Change Requests
Change requests let you propose, review, and publish process changes.
Most teams manage process changes through a mix of emails, paper forms, and manual approvals — leaving the request, the change, and the approval disconnected from each other and from the system itself. In Threaded, a Change Request (CR) is a key part of Version Control that ties all of that together: it’s how a process change moves from Development to Production, capturing the who, what, and why of every change directly inside the system.
#What a Change Request Contains
Every Change Request includes:
- Name: A clear label for the change being made
- Description and Reason: Context for what is changing and why
- Creator: The editor who opened the CR
- Scope: The specific parts of the process that are being modified
A CR can cover a single instruction or span multiple instructions across the value stream. Either way, it represents one cohesive improvement being released together.
#Who Can Open a Change Request
Change Requests can be opened by any Editor in an organization. Editors are the process owners and approvers responsible for maintaining and improving the instruction set. These are typically process or manufacturing engineers, quality team members, and managers of those teams.
Threaded users without Edit permissions, such as Operators, are unable to open Change Requests. If someone on the floor has feedback about a process, that flows through a separate actions workflow, where an engineer or other team member with Editor access can review and act on it.
#The Workflow: Draft → Change Request → Review → Publish
#1. Draft changes in Development
Editors can make changes to a draft in the Development environment freely without a Change Request. Add or change procedures, update cycle times, revise tooling, reorganize the flow. All of this can happen in Development without affecting what’s live in Production, and the drafted changes will persist until modified or published.
#2. Open a Change Request
When the change is ready to go to Production, an Editor opens a Change Request by clicking the “New Change Request” button under the Version Control tab. The CR captures the name, description, and scope of the change, and initiates the review and approval workflow.
#3. Review
A reviewer can be any other Editor in the organization. When they open the CR that is ready for review, they will see tabs for Conversation, Changes and Instructions. Only the subset of the process selected in the CR is surfaced for review, and unchanged instructions are not included.

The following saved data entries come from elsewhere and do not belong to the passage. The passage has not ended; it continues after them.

//! Region, chunk and column layout constants.
//!
//! # Region Layout
//!
//! ```text
//! ┌──────────────────────────────────────────────────────────────────┐
//! │ Region: 8×8×8 chunks = 64³ voxels                                │
//! │                                                                  │
//! │   chunk (cx,cy,cz)  index = cz*64 + cy*8 + cx                    │
//! │   voxel (lx,ly,lz)  index = lz*64 + ly*8 + lx   (X fastest)      │
//! │                                                                  │
//! │ Occupancy: 3 axes × 64×64 columns of u64                         │
//! │                                                                  │
//! │   axis   depth bit   column (u, v)                               │
//! │   X      x           (y, z)                                      │
//! │   Y      y           (x, z)                                      │
//! │   Z      z           (x, y)                                      │
//! │                                                                  │
//! │   column index = v*64 + u                                        │
//! └──────────────────────────────────────────────────────────────────┘
//! ```
//!
//! # Face Directions
//!
//! ```text
//! code = axis*2 + negative
//!
//!   0 = +X    1 = -X
//!   2 = +Y    3 = -Y
//!   4 = +Z    5 = -Z
//! ```

/// Voxels per chunk axis.
pub const CHUNK_SIZE: u32 = 8;

/// Voxels per chunk (8³).
pub const CHUNK_VOLUME: usize = (CHUNK_SIZE * CHUNK_SIZE * CHUNK_SIZE) as usize;

/// Chunks per region axis.
pub const REGION_CHUNKS: u32 = 8;

/// Chunks per region (8³).
pub const REGION_CHUNK_COUNT: usize = (REGION_CHUNKS * REGION_CHUNKS * REGION_CHUNKS) as usize;

/// Voxels per region axis. Matches the width of an occupancy column.
pub const REGION_SIZE: u32 = CHUNK_SIZE * REGION_CHUNKS;

/// Voxels per region (64³).
pub const REGION_VOLUME: usize = (REGION_SIZE * REGION_SIZE * REGION_SIZE) as usize;

/// Columns per occupancy axis (64×64).
pub const COLUMNS_PER_AXIS: usize = (REGION_SIZE * REGION_SIZE) as usize;

/// Face directions (±X, ±Y, ±Z).
pub const FACE_DIRECTIONS: usize = 6;

/// Maximum distinct block IDs per chunk palette.
pub const PALETTE_CAPACITY: u32 = 256;

/// Widest packed index (log2 of the palette capacity).
pub const MAX_PACK_BITS: u32 = 8;

/// Block ID of empty space.
pub const AIR: u32 = 0;

/// Columns per side of a greedy-meshing workgroup tile.
pub const MESH_TILE: u32 = 8;

/// Default quad capacity of a region's mesh output.
pub const DEFAULT_QUAD_CAPACITY: u32 = 1 << 16;

/// Linear index in an X-fastest grid: `z*sx*sy + y*sx + x`.
#[inline(always)]
pub const fn grid_index(x: u32, y: u32, z: u32, sx: u32, sy: u32) -> usize {
  (z as usize * sx as usize * sy as usize) + (y as usize * sx as usize) + x as usize
}

/// Voxel index inside a chunk.
#[inline(always)]
pub const fn chunk_voxel_index(x: u32, y: u32, z: u32) -> usize {
  grid_index(x, y, z, CHUNK_SIZE, CHUNK_SIZE)
}

/// Chunk index inside a region.
#[inline(always)]
pub const fn region_chunk_index(cx: u32, cy: u32, cz: u32) -> usize {
  grid_index(cx, cy, cz, REGION_CHUNKS, REGION_CHUNKS)
}

/// Voxel index inside a region-sized grid (noise output).
#[inline(always)]
pub const fn region_voxel_index(x: u32, y: u32, z: u32) -> usize {
  grid_index(x, y, z, REGION_SIZE, REGION_SIZE)
}

/// Column index inside one occupancy axis.
#[inline(always)]
pub const fn column_index(u: u32, v: u32) -> usize {
  (v * REGION_SIZE + u) as usize
}

/// Map a region voxel to `(column u, column v, depth)` for an axis.
#[inline(always)]
pub const fn voxel_to_column(axis: u32, x: u32, y: u32, z: u32) -> (u32, u32, u32) {
  match axis {
    0 => (y, z, x),
    1 => (x, z, y),
    _ => (x, y, z),
  }
}

/// Inverse of [`voxel_to_column`].
#[inline(always)]
pub const fn column_to_voxel(axis: u32, u: u32, v: u32, depth: u32) -> (u32, u32, u32) {
  match axis {
    0 => (depth, u, v),
    1 => (u, depth, v),
    _ => (u, v, depth),
  }
}

/// Bits needed to index a palette of `count` entries: `max(1, ceil(log2 count))`.
#[inline(always)]
pub const fn bits_for_palette(count: u32) -> u32 {
  if count <= 1 {
    1
  } else {
    32 - (count - 1).leading_zeros()
  }
}

#[cfg(test)]
#[path = "constants_test.rs"]
mod constants_test;
//! Face masks, quad emission and host-side face bookkeeping shared by the
//! two meshers.

use glam::UVec3;

use super::layout::{PushConstants, QuadRecord, RegionHeader};
use crate::constants::{
  column_index, column_to_voxel, voxel_to_column, COLUMNS_PER_AXIS, REGION_SIZE,
};
use crate::device::GlobalMemory;

/// Material written into every quad.
pub const PLACEHOLDER_MATERIAL: u32 = 1;

/// Solid bits whose neighbour in the face direction is empty.
///
/// Positive faces look towards `depth + 1`, negative towards `depth - 1`.
/// Bits past either end of the column count as empty.
#[inline]
pub const fn face_mask(column: u64, negative: bool) -> u64 {
  if negative {
    column & !(column << 1)
  } else {
    column & !(column >> 1)
  }
}

/// Direction code `axis * 2 + negative`.
#[inline]
pub const fn direction(axis: u32, negative: bool) -> u32 {
  axis * 2 + negative as u32
}

/// Reserve a slot and write `quad`. Returns false when the slot is past the
/// region's capacity and the quad was dropped.
#[inline]
pub fn emit_quad(
  memory: &GlobalMemory,
  pc: &PushConstants,
  region: &RegionHeader,
  quad: &QuadRecord,
) -> bool {
  let slot = memory.fetch_add_u32(pc.address(region.mesh), 1);
  if slot >= region.quad_capacity {
    return false;
  }
  memory.write(pc.address(region.quad_record(slot)), quad);
  true
}

/// Quad covering columns `[u, u+w) × [v, v+h)` at `depth` of face `dir`.
pub fn column_quad(dir: u32, u: u32, v: u32, depth: u32, w: u32, h: u32) -> QuadRecord {
  let (x, y, z) = column_to_voxel(dir / 2, u, v, depth);
  QuadRecord::new(UVec3::new(x, y, z), [w, h], dir, PLACEHOLDER_MATERIAL)
}

/// One exposed voxel face: `(direction, u, v, depth)`.
pub type Face = (u32, u32, u32, u32);

/// Faces covered by a quad.
pub fn quad_faces(quad: &QuadRecord) -> impl Iterator<Item = Face> {
  let dir = quad.axis;
  let [x, y, z] = quad.pos;
  let (u0, v0, depth) = voxel_to_column(dir / 2, x, y, z);
  let [w, h] = quad.size;
  (0..h).flat_map(move |dv| (0..w).map(move |du| (dir, u0 + du, v0 + dv, depth)))
}

/// Every exposed face of an occupancy bitmap (`3 × 64×64` columns).
pub fn bitmap_faces(bitmap: &[u64]) -> Vec<Face> {
  let mut faces = Vec::new();
  for dir in 0..6u32 {
    let axis = dir / 2;
    for v in 0..REGION_SIZE {
      for u in 0..REGION_SIZE {
        let column = bitmap[axis as usize * COLUMNS_PER_AXIS + column_index(u, v)];
        let mut mask = face_mask(column, dir & 1 == 1);
        while mask != 0 {
          let depth = mask.trailing_zeros();
          faces.push((dir, u, v, depth));
          mask &= mask - 1;
        }
      }
    }
  }
  faces
}

#[cfg(test)]
#[path = "quad_test.rs"]
mod quad_test;
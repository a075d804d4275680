//! AI-assisted project formatting: free text in, a draft project out.
//! The draft is returned to the caller and only stored when posted back.

use serde::Deserialize;
use tracing::info;

use crate::llm_client::prompts::{format_projects, JSON_ONLY_INSTRUCTION};
use crate::llm_client::{GenerationClient, GenerationError, Prompt, Schema};
use crate::models::profile::{NewProject, Project};
use crate::profile::clean_bullets;
use crate::profile::prompts::{FORMAT_PROJECT_PROMPT_TEMPLATE, FORMAT_PROJECT_SYSTEM, NO_EXAMPLES};

/// Existing projects shown to the model as style examples.
const MAX_STYLE_EXAMPLES: usize = 5;

#[derive(Debug, Deserialize)]
struct FormattedProject {
    title: String,
    year: f64,
    subtitle: String,
    description: Vec<String>,
}

fn formatted_project_schema() -> Schema {
    Schema::object([
        ("title", Schema::string()),
        ("year", Schema::number()),
        ("subtitle", Schema::string()),
        ("description", Schema::array(Schema::string())),
    ])
}

/// Formats `raw_text` into a project draft styled after `existing`.
pub async fn format_project(
    generator: &GenerationClient,
    raw_text: &str,
    existing: &[Project],
) -> Result<NewProject, GenerationError> {
    let examples = if existing.is_empty() {
        NO_EXAMPLES.to_string()
    } else {
        format_projects(&existing[..existing.len().min(MAX_STYLE_EXAMPLES)])
    };
    let prompt = FORMAT_PROJECT_PROMPT_TEMPLATE
        .replace("{examples}", &examples)
        .replace("{raw_text}", raw_text.trim());
    let system = format!("{FORMAT_PROJECT_SYSTEM} {JSON_ONLY_INSTRUCTION}");

    let formatted: FormattedProject = generator
        .call_json(
            "format_project",
            &system,
            &Prompt::text(prompt),
            &formatted_project_schema(),
        )
        .await?;

    if formatted.title.trim().is_empty() {
        return Err(GenerationError::SchemaViolation(
            "formatted project has an empty title".to_string(),
        ));
    }

    let draft = NewProject {
        title: formatted.title.trim().to_string(),
        year: formatted.year.round() as i32,
        subtitle: formatted.subtitle.trim().to_string(),
        description: clean_bullets(formatted.description),
    };
    info!("Formatted project draft '{}'", draft.title);
    Ok(draft)
}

The “Conversation” tab gives the user a place to provide and respond to feedback before approval, and run and review Process CI checks.
When they navigate to the “Changes” tab within a Change Request, they will see a clear diff showing exactly what has changed - instructions, wording, structure, parts, tools, and more.
The “Instructions” tab will show a clear visual comparison of work instructions before and after the proposed changes.
Additionally, AI-powered CI (Continuous Improvement/Continuous Integration) checks in the conversation tab automatically identify issues with completeness or quality, catching issues with images or language used in the instruction set that may make it difficult for operators to follow the instructions. All before a CR is approved and without the need of a full-time technical writer to review. This function can be kicked off at any time, by any editor or approver to support.
Reviews and CI checks can be set as required for release in the Configuration pane for Version control, or can be left as optional according to the needs of the organization. Reviews are the primary collaboration function in Threaded where a team can review, test, and edit changes together before releasing them to Production.
#4. Publish to Production
While under review, a CR will be marked as “pending” under Change Control. Once approved, the changes are published as a new version of the instruction set in Production. The Change Request is then automatically marked as released and becomes part of the version record — timestamped, attributed, and permanently linked to that release.
#The Audit Trail, Built In
The collaborative CR review process drives alignment, clarity, and education for the team developing the process. It ensures that changes to your instruction set are controlled, visible, and understood by the team before they reach Production. Compliance frameworks like ISO 9001 also require this type of review and approval, and in Threaded that requirement is satisfied as a natural outcome of the CR workflow — not as a separate documentation exercise after the fact. Every published version has an associated CR that records what changed, who requested it, and who approved it, building a complete improvement record and history along the way.